Monday, June 28, 2010

WNS says closing in on domestic BPO deals

Keshav Murugesh has won investor confidence within the first 100 days in office as group CEO of WNS, as the rumours of stake sale have died down. In a conversation with DNA, Murugesh shared his roadmap for WNS, while maintaining that even the best of ideas in the world needs to be marketed.Excerpts:

At the recent Nasscom BPO Summit many executives were talking about talent crunch. What is it all about? Why all of a sudden?
It’s not actually talent crunch. In terms of actual numbers India produces enough graduates. If you see the statistics, India produces 3.5 to 4 million graduates, 10% of these graduates are engaged in this business. The crunch is in employable numbers. Of the 4 million graduates we are getting 10%, that’s a huge number. Every company will tell you — we interviewed 100 people and got only one person. That means 99% did not make the cut. We are worried about that.

BPO jobs have become quite a craze among students and unskilled graduates who have a grip on spoken English. So what talent are we talking about?
India is past that stage now when we said we just want some basic qualification to wow the world. Now it’s different. So what do we need in terms of talent? First is good spoken English. Second is the person has to have good presentation skills. Third thing is he must be commercially savvy, that is he must understand what I am doing and how is it impacting my clients’ client. Fourth is some amount of strategic orientation. In addition to these, if we can get people who understand business domains that would be very useful because BPO today is no longer about just reducing somebody’s cost.

We had of course started with that objective, but now and especially since the downturn clients asking us to lead their business. See every one is talking about stress, Europe is in stress, North America still has not emerged from recession, and India we are talking about talent crunch. It is counter intuitive. Everyone in the world is now saying that talent is required to reduce cost, to come with game changing ideas that ensure revenue continuity. They want to be led now. They are no longer interested in giving you the next work order. They want people who tell them these are three things that you do and your cost is down by this percentage and topline is up by this percentage.

So are you looking at consulting projects?
To some extent yes, actually all of us are to some extent working like consultants. We have to be that way. And this has to increase. If you look at the headroom for BPO business, the addressable market is $300 billion and what are we offering now, roughly $30 billion. There is that huge gap. So there is some reason why we are at that stage. We have to broaden our offerings.

But that seems to be quite far as at present your voice business is very high…
True and now process business also brings considerable percentage of revenue. But the most exciting part of WNS is that most of my clients are so under penetrated which means we have such huge scope to grow.But we need people who can lead the customer. We need people who can cross-sell, who can take part in the client’s strategic planning session and tell them that your business is stretched and these are the things you should do. If you have people like that then this industry’s potential is beyond imagination.

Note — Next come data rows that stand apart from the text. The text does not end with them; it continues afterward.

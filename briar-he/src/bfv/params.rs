//! BFV encryption parameters and their validated context.

use std::sync::Arc;

use briar_math::{
	ceil_log2, generate_primes, log2, Modulus, MultiplyConstant,
};
use serde::{Deserialize, Serialize};

use crate::bfv::simd::SimdEncoder;
use crate::error::{HeError, Result};
use crate::PolyContext;

/// Default error standard deviation, matching the usual RLWE choice.
pub const DEFAULT_ERROR_STD_DEV: f64 = 3.2;

/// Headroom bits reserved so tensor products can be accumulated before
/// scaling: up to [`MAX_TENSOR_ACCUMULATION`] terms plus the sign bit.
const TENSOR_HEADROOM_BITS: u32 = 12;

/// Largest inner-product length a single tensor accumulator supports.
pub const MAX_TENSOR_ACCUMULATION: usize = 1 << (TENSOR_HEADROOM_BITS - 2);

/// The user-facing BFV parameter set.
///
/// A light-weight value type; all validation and precomputation happens
/// when a [`BfvContext`] is built from it.
#[derive(Debug, Clone, PartialEq, Serialize, Deserialize)]
pub struct BfvParameters {
	/// Ring degree `N`, a power of two.
	pub degree: usize,
	/// Plaintext modulus `t`.
	pub plaintext_modulus: u64,
	/// Ciphertext moduli `q_0 .. q_{L-1}`, each NTT-friendly for `N`.
	pub coefficient_moduli: Vec<u64>,
	/// Standard deviation of the centered-binomial error distribution.
	pub error_std_dev: f64,
}

impl BfvParameters {
	/// Parameters with the default error distribution.
	pub fn new(degree: usize, plaintext_modulus: u64, coefficient_moduli: Vec<u64>) -> Self {
		Self {
			degree,
			plaintext_modulus,
			coefficient_moduli,
			error_std_dev: DEFAULT_ERROR_STD_DEV,
		}
	}

	/// Small-degree parameters with runtime-generated 26-bit moduli.
	///
	/// No security whatsoever; unit and integration tests only.
	pub fn insecure_testing(
		degree: usize,
		plaintext_modulus: u64,
		modulus_count: usize,
	) -> Result<Self> {
		let moduli = generate_primes(&vec![26; modulus_count], false, degree)?;
		Ok(Self::new(degree, plaintext_modulus, moduli))
	}
}

/// Validated parameters plus every precomputation the scheme needs:
/// the modulus-switching chain, the plaintext Barrett tables, the
/// `delta = floor(Q/t)` RNS constants, coefficient-codec widths, the SIMD
/// encoder when the plaintext modulus supports batching, and the auxiliary
/// basis for exact ciphertext multiplication.
///
/// Immutable and freely shared (`Arc`) once built.
#[derive(Debug)]
pub struct BfvContext {
	parameters: BfvParameters,
	poly_context: Arc<PolyContext>,
	plain_modulus: Modulus,
	delta_rns: Vec<MultiplyConstant>,
	bits_per_coefficient: u32,
	bytes_per_plaintext: usize,
	simd: Option<SimdEncoder>,
	mul: Option<MulPrecomputation>,
}

impl BfvContext {
	/// Validates `parameters` and performs all precomputations.
	pub fn new(parameters: BfvParameters) -> Result<Arc<Self>> {
		let poly_context = PolyContext::new(parameters.degree, &parameters.coefficient_moduli)?;
		// Every ciphertext modulus must support the NTT; encryption and all
		// homomorphic operations run through it.
		for row in 0..poly_context.modulus_count() {
			poly_context.ntt_context_for_row(row)?;
		}

		let t = parameters.plaintext_modulus;
		let plain_modulus =
			Modulus::new(t).map_err(|_| HeError::InvalidPlaintextModulus { modulus: t })?;
		if parameters
			.coefficient_moduli
			.iter()
			.any(|&q| q <= t)
		{
			return Err(HeError::InvalidPlaintextModulus { modulus: t });
		}

		// Q mod t, then delta = floor(Q/t) per modulus via
		// t * delta = -(Q mod t) (mod q_i).
		let mut q_mod_t = 1u64;
		for &q in &parameters.coefficient_moduli {
			q_mod_t = plain_modulus.mul_mod(q_mod_t, plain_modulus.reduce(q));
		}
		let mut delta_rns = Vec::with_capacity(poly_context.modulus_count());
		for modulus in poly_context.moduli() {
			let t_inverse = modulus.inverse_mod(modulus.reduce(t))?;
			let negated_remainder =
				briar_math::neg_mod(modulus.reduce(q_mod_t), modulus.value());
			let delta = modulus.mul_mod(negated_remainder, t_inverse);
			delta_rns.push(MultiplyConstant::new(delta, modulus));
		}

		let bits_per_coefficient = log2(t);
		let bytes_per_plaintext = parameters.degree * bits_per_coefficient as usize / 8;

		let simd = SimdEncoder::new(parameters.degree, t).ok();
		let mul = MulPrecomputation::new(&parameters, &poly_context).ok();
		tracing::debug!(
			degree = parameters.degree,
			moduli = parameters.coefficient_moduli.len(),
			batching = simd.is_some(),
			multiplication = mul.is_some(),
			"built BFV context"
		);

		Ok(Arc::new(Self {
			parameters,
			poly_context,
			plain_modulus,
			delta_rns,
			bits_per_coefficient,
			bytes_per_plaintext,
			simd,
			mul,
		}))
	}

	/// The parameter set this context was built from.
	pub fn parameters(&self) -> &BfvParameters {
		&self.parameters
	}

	/// The top of the modulus-switching chain.
	pub fn poly_context(&self) -> &Arc<PolyContext> {
		&self.poly_context
	}

	/// Ring degree.
	pub fn degree(&self) -> usize {
		self.parameters.degree
	}

	/// The plaintext modulus precomputation.
	pub fn plain_modulus(&self) -> &Modulus {
		&self.plain_modulus
	}

	/// `floor(Q/t) mod q_i` as Shoup constants.
	pub(crate) fn delta_rns(&self) -> &[MultiplyConstant] {
		&self.delta_rns
	}

	/// Bits of data each plaintext coefficient carries:
	/// `floor(log2(t))`.
	pub fn bits_per_coefficient(&self) -> u32 {
		self.bits_per_coefficient
	}

	/// Bytes of data one plaintext polynomial carries.
	pub fn bytes_per_plaintext(&self) -> usize {
		self.bytes_per_plaintext
	}

	/// The SIMD encoder, when `t` is prime and `t = 1 (mod 2N)`.
	pub fn simd_encoder(&self) -> Result<&SimdEncoder> {
		self.simd.as_ref().ok_or(HeError::SimdEncodingNotSupported {
			modulus: self.parameters.plaintext_modulus,
		})
	}

	/// Whether SIMD batching is available.
	pub fn supports_simd(&self) -> bool {
		self.simd.is_some()
	}

	/// The exact-multiplication precomputation.
	pub(crate) fn mul_precomputation(&self) -> Result<&MulPrecomputation> {
		self.mul.as_ref().ok_or_else(|| HeError::UnsupportedParameters {
			reason: "no auxiliary basis fits the 128-bit CRT composition bounds".to_string(),
		})
	}
}

/// CRT composition tables for one RNS basis: `M/m_i`, `(M/m_i)^{-1} mod
/// m_i`, and the product `M`, all bounded so the composition sum fits
/// `u128`.
#[derive(Debug, Clone)]
pub(crate) struct CrtComposer {
	moduli: Vec<Modulus>,
	hat: Vec<u128>,
	hat_inverse: Vec<MultiplyConstant>,
	product: u128,
	half: u128,
}

impl CrtComposer {
	pub(crate) fn new(moduli: &[Modulus]) -> Result<Self> {
		let mut product: u128 = 1;
		for modulus in moduli {
			product = product
				.checked_mul(modulus.value() as u128)
				.ok_or_else(|| HeError::UnsupportedParameters {
					reason: "modulus product exceeds 128 bits".to_string(),
				})?;
		}
		if product.checked_mul(moduli.len() as u128).map_or(true, |bound| bound >= 1 << 127) {
			return Err(HeError::UnsupportedParameters {
				reason: "CRT composition sum exceeds 127 bits".to_string(),
			});
		}
		let mut hat = Vec::with_capacity(moduli.len());
		let mut hat_inverse = Vec::with_capacity(moduli.len());
		for modulus in moduli {
			let m_hat = product / modulus.value() as u128;
			let reduced = modulus.reduce_u128(m_hat);
			let inverse = modulus.inverse_mod(reduced)?;
			hat.push(m_hat);
			hat_inverse.push(MultiplyConstant::new(inverse, modulus));
		}
		Ok(Self {
			moduli: moduli.to_vec(),
			hat,
			hat_inverse,
			product,
			half: product >> 1,
		})
	}

	/// The basis product `M`.
	pub(crate) fn product(&self) -> u128 {
		self.product
	}

	/// Composes RNS residues into the unique representative in `[0, M)`.
	pub(crate) fn compose(&self, residues: &[u64]) -> u128 {
		debug_assert_eq!(residues.len(), self.moduli.len());
		let mut sum: u128 = 0;
		for ((residue, modulus), (hat, hat_inverse)) in residues
			.iter()
			.zip(&self.moduli)
			.zip(self.hat.iter().zip(&self.hat_inverse))
		{
			let digit = hat_inverse.multiply(*residue, modulus.value());
			sum += digit as u128 * hat;
		}
		// sum < len * M; bring it into [0, M) branch-free.
		for _ in 0..self.moduli.len().saturating_sub(1) {
			sum = sub_if_exceeds_u128(sum, self.product);
		}
		sum
	}

	/// Composes residues and centers the result into `(-M/2, M/2]`,
	/// returned as `(magnitude, negative)`.
	pub(crate) fn compose_centered(&self, residues: &[u64]) -> (u128, bool) {
		let value = self.compose(residues);
		if value > self.half {
			(self.product - value, true)
		} else {
			(value, false)
		}
	}
}

#[inline(always)]
fn sub_if_exceeds_u128(x: u128, p: u128) -> u128 {
	let diff = x.wrapping_sub(p);
	diff.wrapping_add(p & 0u128.wrapping_sub(diff >> 127))
}

/// Auxiliary-basis precomputation for exact ciphertext multiplication.
///
/// The extended basis is `[p_1 .. p_k, q_0 .. q_{L-1}]` with the data
/// moduli last, so repeated divide-and-round steps peel exactly the data
/// basis and leave the scaled tensor in the auxiliary basis.
#[derive(Debug)]
pub(crate) struct MulPrecomputation {
	pub(crate) extended_context: Arc<PolyContext>,
	pub(crate) aux_context: Arc<PolyContext>,
	pub(crate) data_composer: CrtComposer,
	pub(crate) aux_composer: CrtComposer,
	pub(crate) aux_count: usize,
}

impl MulPrecomputation {
	fn new(parameters: &BfvParameters, poly_context: &Arc<PolyContext>) -> Result<Self> {
		let data_bits: u32 = parameters
			.coefficient_moduli
			.iter()
			.map(|&q| ceil_log2(q))
			.sum();
		let needed_bits = 2
			+ ceil_log2(parameters.plaintext_modulus)
			+ log2(parameters.degree as u64)
			+ data_bits
			+ TENSOR_HEADROOM_BITS;
		// Fewest primes whose product covers needed_bits while the
		// composition sum over the basis still fits 127 bits.
		let (aux_count, aux_bits) = (1..=8)
			.find_map(|count| {
				let bits = needed_bits.div_ceil(count) + 1;
				(bits <= 56 && count * bits <= 122).then_some((count as usize, bits))
			})
			.ok_or_else(|| HeError::UnsupportedParameters {
				reason: format!(
					"tensor basis of {needed_bits} bits does not fit the 128-bit composition bound"
				),
			})?;

		// Generate spares so primes colliding with the data moduli can be
		// discarded.
		let spare = parameters.coefficient_moduli.len();
		let candidates = generate_primes(
			&vec![aux_bits; aux_count + spare],
			false,
			parameters.degree,
		)?;
		let aux_moduli: Vec<u64> = candidates
			.into_iter()
			.filter(|prime| !parameters.coefficient_moduli.contains(prime))
			.take(aux_count)
			.collect();
		if aux_moduli.len() < aux_count {
			return Err(HeError::UnsupportedParameters {
				reason: "not enough distinct auxiliary primes".to_string(),
			});
		}

		let mut extended_moduli = aux_moduli;
		extended_moduli.extend(&parameters.coefficient_moduli);
		let extended_context = PolyContext::new(parameters.degree, &extended_moduli)?;
		let aux_context =
			PolyContext::context_at(&extended_context, parameters.coefficient_moduli.len())?;

		let data_composer = CrtComposer::new(poly_context.moduli())?;
		let aux_composer = CrtComposer::new(aux_context.moduli())?;

		Ok(Self {
			extended_context,
			aux_context,
			data_composer,
			aux_composer,
			aux_count,
		})
	}
}

#[cfg(test)]
mod tests {
	use super::*;

	#[test]
	fn builds_testing_parameters() {
		let context = BfvContext::new(BfvParameters::insecure_testing(64, 257, 3).unwrap()).unwrap();
		assert_eq!(context.degree(), 64);
		assert_eq!(context.bits_per_coefficient(), 8);
		assert_eq!(context.bytes_per_plaintext(), 64);
		assert!(context.supports_simd());
		assert!(context.mul_precomputation().is_ok());
	}

	#[test]
	fn rejects_oversized_plaintext_modulus() {
		let mut parameters = BfvParameters::insecure_testing(64, 257, 2).unwrap();
		parameters.plaintext_modulus = parameters.coefficient_moduli[0];
		assert!(matches!(
			BfvContext::new(parameters),
			Err(HeError::InvalidPlaintextModulus { .. })
		));
	}

	#[test]
	fn rejects_non_ntt_moduli() {
		// 1 << 20 is a valid ring modulus but not NTT-friendly.
		let parameters = BfvParameters::new(64, 257, vec![65537, 1 << 20]);
		assert!(matches!(
			BfvContext::new(parameters),
			Err(HeError::InvalidNttModulus { .. })
		));
	}

	#[test]
	fn delta_constants_are_consistent() {
		// Q = 65537 * 12289, t = 257: check t * delta + (Q mod t) = Q on
		// each residue.
		let context = BfvContext::new(BfvParameters::new(64, 257, vec![65537, 12289])).unwrap();
		let q_product: u128 = 65537u128 * 12289;
		let delta = (q_product / 257) as u64;
		for (constant, modulus) in context.delta_rns().iter().zip(context.poly_context().moduli())
		{
			assert_eq!(constant.multiplicand(), modulus.reduce_u128(delta as u128));
		}
	}

	#[test]
	fn crt_composer_round_trips() {
		let moduli: Vec<Modulus> = [65537u64, 12289, 40961]
			.iter()
			.map(|&q| Modulus::new(q).unwrap())
			.collect();
		let composer = CrtComposer::new(&moduli).unwrap();
		for value in [0u128, 1, 65537, 123_456_789_012, composer.product() - 1] {
			let residues: Vec<u64> =
				moduli.iter().map(|modulus| modulus.reduce_u128(value)).collect();
			assert_eq!(composer.compose(&residues), value);
		}
		let (magnitude, negative) = {
			let value = composer.product() - 5;
			let residues: Vec<u64> =
				moduli.iter().map(|modulus| modulus.reduce_u128(value)).collect();
			composer.compose_centered(&residues)
		};
		assert!(negative);
		assert_eq!(magnitude, 5);
	}

	#[test]
	fn simd_requires_batching_modulus() {
		// 251 is prime but not 1 mod 128.
		let context = BfvContext::new(BfvParameters::insecure_testing(64, 251, 2).unwrap()).unwrap();
		assert!(!context.supports_simd());
		assert!(matches!(
			context.simd_encoder(),
			Err(HeError::SimdEncodingNotSupported { modulus: 251 })
		));
	}
}
use briar_he::HeError;
use briar_math::MathError;
use thiserror::Error;

/// Failures surfaced by the index- and keyword-PIR engines.
#[derive(Debug, Error)]
pub enum PirError {
	/// A query carries more indices than the parameter's batch size.
	#[error("batch of {actual} queries exceeds the configured batch size {expected}")]
	InvalidBatchSize {
		/// Queries supplied.
		actual: usize,
		/// Batch size agreed in the parameters.
		expected: usize,
	},

	/// The cuckoo configuration is unusable.
	#[error("invalid cuckoo configuration: {reason}")]
	InvalidCuckooConfig {
		/// Which constraint failed.
		reason: String,
	},

	/// The same keyword was inserted twice.
	#[error("duplicate keyword in database")]
	InvalidDatabaseDuplicateKeyword,

	/// The database entry count does not match the parameters.
	#[error("database holds {actual} entries, expected {expected}")]
	InvalidDatabaseEntryCount {
		/// Entries present.
		actual: usize,
		/// Entries expected.
		expected: usize,
	},

	/// An entry exceeds the configured entry size.
	#[error("entry of {actual} bytes exceeds the configured size {expected}")]
	InvalidDatabaseEntrySize {
		/// Offending entry size.
		actual: usize,
		/// Configured size.
		expected: usize,
	},

	/// The processed database has the wrong plaintext count.
	#[error("processed database holds {actual} plaintexts, expected {expected}")]
	InvalidDatabasePlaintextCount {
		/// Plaintexts present.
		actual: usize,
		/// Plaintexts expected.
		expected: usize,
	},

	/// The dimension count is outside `{1, 2}`.
	#[error("dimension count {dimension_count} is not supported")]
	InvalidDimensionCount {
		/// The rejected dimension count.
		dimension_count: usize,
	},

	/// A hash-bucket value exceeds the 16-bit length field.
	#[error("hash bucket value of {actual} bytes exceeds {expected}")]
	InvalidHashBucketEntryValueSize {
		/// Offending value size.
		actual: usize,
		/// Largest encodable size.
		expected: usize,
	},

	/// A hash bucket holds more slots than the 8-bit count field.
	#[error("hash bucket with {actual} slots exceeds {expected}")]
	InvalidHashBucketSlotCount {
		/// Offending slot count.
		actual: usize,
		/// Largest encodable count.
		expected: usize,
	},

	/// A queried index is out of range.
	#[error("index {index} is out of range for {entry_count} entries")]
	InvalidIndex {
		/// The rejected index.
		index: usize,
		/// Number of entries.
		entry_count: usize,
	},

	/// The named PIR algorithm is unknown.
	#[error("invalid PIR algorithm {algorithm}")]
	InvalidPirAlgorithm {
		/// The rejected algorithm tag.
		algorithm: String,
	},

	/// A reply has the wrong ciphertext count.
	#[error("reply holds {actual} ciphertexts, expected {expected}")]
	InvalidReply {
		/// Ciphertexts present.
		actual: usize,
		/// Ciphertexts expected.
		expected: usize,
	},

	/// A response has the wrong reply count.
	#[error("response holds {actual} replies, expected {expected}")]
	InvalidResponse {
		/// Replies present.
		actual: usize,
		/// Replies expected.
		expected: usize,
	},

	/// Sharding configuration is inconsistent.
	#[error("invalid sharding: {reason}")]
	InvalidSharding {
		/// Which constraint failed.
		reason: String,
	},

	/// A cross-check between configuration and data failed.
	#[error("validation failed: {reason}")]
	ValidationError {
		/// What failed.
		reason: String,
	},

	/// The database is empty.
	#[error("database is empty")]
	EmptyDatabase,

	/// Cuckoo insertion failed even after the allowed evictions and
	/// expansions.
	#[error("failed to construct cuckoo table")]
	FailedToConstructCuckooTable,

	/// Serialized data is structurally invalid.
	#[error("corrupted data: {reason}")]
	CorruptedData {
		/// What was malformed.
		reason: String,
	},

	/// The database serialization version is unknown.
	#[error("unknown database serialization version {version}")]
	InvalidDatabaseSerializationVersion {
		/// The rejected version.
		version: u8,
	},

	/// A serialized plaintext tag is unknown.
	#[error("unknown database plaintext tag {tag}")]
	InvalidDatabaseSerializationPlaintextTag {
		/// The rejected tag.
		tag: u8,
	},

	/// Scheme-layer failure.
	#[error(transparent)]
	He(#[from] HeError),

	/// Word-level failure.
	#[error(transparent)]
	Math(#[from] MathError),
}

/// Crate-local result alias.
pub type Result<T> = std::result::Result<T, PirError>;
//! The self-delimiting hash-bucket wire format.
//!
//! A serialized bucket is `[slot count u8]` followed by one
//! `[tag u64 LE][value length u16 LE][value]` record per slot. An empty
//! bucket is the single zero byte, which is also what zero padding decodes
//! as.

use crate::error::{PirError, Result};
use crate::keyword::hash::HashKeyword;

/// Per-slot overhead: the tag and the length field.
const SLOT_OVERHEAD: usize = 10;

/// One bucket of `(tag, value)` slots.
#[derive(Debug, Clone, Default, PartialEq, Eq)]
pub struct HashBucket {
	/// The slots, in insertion order.
	pub slots: Vec<HashBucketSlot>,
}

/// One stored entry.
#[derive(Debug, Clone, PartialEq, Eq)]
pub struct HashBucketSlot {
	/// `HashKeyword::hash` of the keyword.
	pub tag: u64,
	/// The stored value.
	pub value: Vec<u8>,
}

impl HashBucket {
	/// Serialized size of a bucket holding `value_sizes`.
	pub fn serialized_size(value_sizes: impl IntoIterator<Item = usize>) -> usize {
		1 + value_sizes
			.into_iter()
			.map(|size| SLOT_OVERHEAD + size)
			.sum::<usize>()
	}

	/// Builds a bucket from `(keyword, value)` pairs, tagging each keyword.
	pub fn new(pairs: impl IntoIterator<Item = (Vec<u8>, Vec<u8>)>) -> Self {
		Self {
			slots: pairs
				.into_iter()
				.map(|(keyword, value)| HashBucketSlot {
					tag: HashKeyword::hash(&keyword),
					value,
				})
				.collect(),
		}
	}

	/// Serializes the bucket.
	pub fn to_bytes(&self) -> Result<Vec<u8>> {
		if self.slots.len() > u8::MAX as usize {
			return Err(PirError::InvalidHashBucketSlotCount {
				actual: self.slots.len(),
				expected: u8::MAX as usize,
			});
		}
		let mut bytes =
			Vec::with_capacity(Self::serialized_size(self.slots.iter().map(|slot| slot.value.len())));
		bytes.push(self.slots.len() as u8);
		for slot in &self.slots {
			if slot.value.len() > u16::MAX as usize {
				return Err(PirError::InvalidHashBucketEntryValueSize {
					actual: slot.value.len(),
					expected: u16::MAX as usize,
				});
			}
			bytes.extend(slot.tag.to_le_bytes());
			bytes.extend((slot.value.len() as u16).to_le_bytes());
			bytes.extend(&slot.value);
		}
		Ok(bytes)
	}

	/// Deserializes a bucket from the front of `bytes`; trailing padding is
	/// ignored.
	pub fn from_bytes(bytes: &[u8]) -> Result<Self> {
		let truncated = || PirError::CorruptedData {
			reason: "hash bucket ends mid-record".to_string(),
		};
		let count = *bytes.first().ok_or_else(truncated)? as usize;
		let mut offset = 1usize;
		let mut slots = Vec::with_capacity(count);
		for _ in 0..count {
			let header = bytes.get(offset..offset + SLOT_OVERHEAD).ok_or_else(truncated)?;
			let tag = u64::from_le_bytes(header[..8].try_into().expect("eight header bytes"));
			let length = u16::from_le_bytes(header[8..].try_into().expect("two header bytes")) as usize;
			offset += SLOT_OVERHEAD;
			let value = bytes.get(offset..offset + length).ok_or_else(truncated)?.to_vec();
			offset += length;
			slots.push(HashBucketSlot {
				tag,
				value,
			});
		}
		Ok(Self {
			slots,
		})
	}

	/// The value stored under `keyword`, if any.
	pub fn find(&self, keyword: &[u8]) -> Option<&[u8]> {
		let tag = HashKeyword::hash(keyword);
		self.slots
			.iter()
			.find(|slot| slot.tag == tag)
			.map(|slot| slot.value.as_slice())
	}
}

#[cfg(test)]
mod tests {
	use super::*;

	#[test]
	fn round_trips_with_padding() {
		let bucket = HashBucket::new([
			(b"alice".to_vec(), vec![1, 2, 3]),
			(b"bob".to_vec(), vec![4, 5, 6]),
		]);
		let mut bytes = bucket.to_bytes().unwrap();
		bytes.extend([0u8; 7]);
		let decoded = HashBucket::from_bytes(&bytes).unwrap();
		assert_eq!(decoded, bucket);
		assert_eq!(decoded.find(b"alice"), Some(&[1u8, 2, 3][..]));
		assert_eq!(decoded.find(b"carol"), None);
	}

	#[test]
	fn empty_bucket_is_one_zero_byte() {
		let bucket = HashBucket::default();
		assert_eq!(bucket.to_bytes().unwrap(), vec![0]);
		assert_eq!(HashBucket::from_bytes(&[0, 0, 0]).unwrap().slots.len(), 0);
	}

	#[test]
	fn truncated_buckets_are_rejected() {
		let bucket = HashBucket::new([(b"alice".to_vec(), vec![1, 2, 3])]);
		let bytes = bucket.to_bytes().unwrap();
		assert!(matches!(
			HashBucket::from_bytes(&bytes[..bytes.len() - 1]),
			Err(PirError::CorruptedData { .. })
		));
		assert!(matches!(
			HashBucket::from_bytes(&[]),
			Err(PirError::CorruptedData { .. })
		));
	}

	#[test]
	fn serialized_size_matches() {
		let bucket = HashBucket::new([(b"k".to_vec(), vec![9; 5])]);
		assert_eq!(
			bucket.to_bytes().unwrap().len(),
			HashBucket::serialized_size([5])
		);
	}
}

So at the ground level you have to position yourself as a consulting firm…
We are using the consulting word may be a bit more frequently here. That may not be our focus. Our focus is to deliver greater value and lead the customer. To do that I have to be like a consultant, I have to be like a BPO, I have to be like a service provider, whatever it takes. So you need to have learning and development processes in place, you need to have business domain skills in place, you need to have tremendous functional capabilities in place etc. So if you are looking at 20,000-25000 people in an organisation then may be about 1,000 think like this. I am saying what if I have 15,000 such people then the ability to penetrate existing clients increase.

So are you investing in creating new capabilities?
From a WNS perspective we are focusing on our existing businesses. Insurance travel, banking and financial services we are very strong. We are looking to see what are the new offerings we can add. We are introducing thought leadership in our horizontal offerings like research analytics, accounting, etc. Then we are looking at investing in new spaces where we should be in. There are two or three logical businesses that need help during recession. There are huge customer bases that they handle.

So you will take those customer database and do research and analytics?
Yes there are so many things that you can offer. After retail logistics and transportation is another area. There is huge scope for offering new services. Third is all governments are under public debt. They are looking at ways to reduce cost without compromising services to citizens.

Are you looking at the domestic BPO market?
Yes we are looking at it. We have not given any shape to it. We are talking for some potential deals. We will have some strategic planning discussion in July and will take some decisions relating to India. But the way of delivery and operation in India will be different.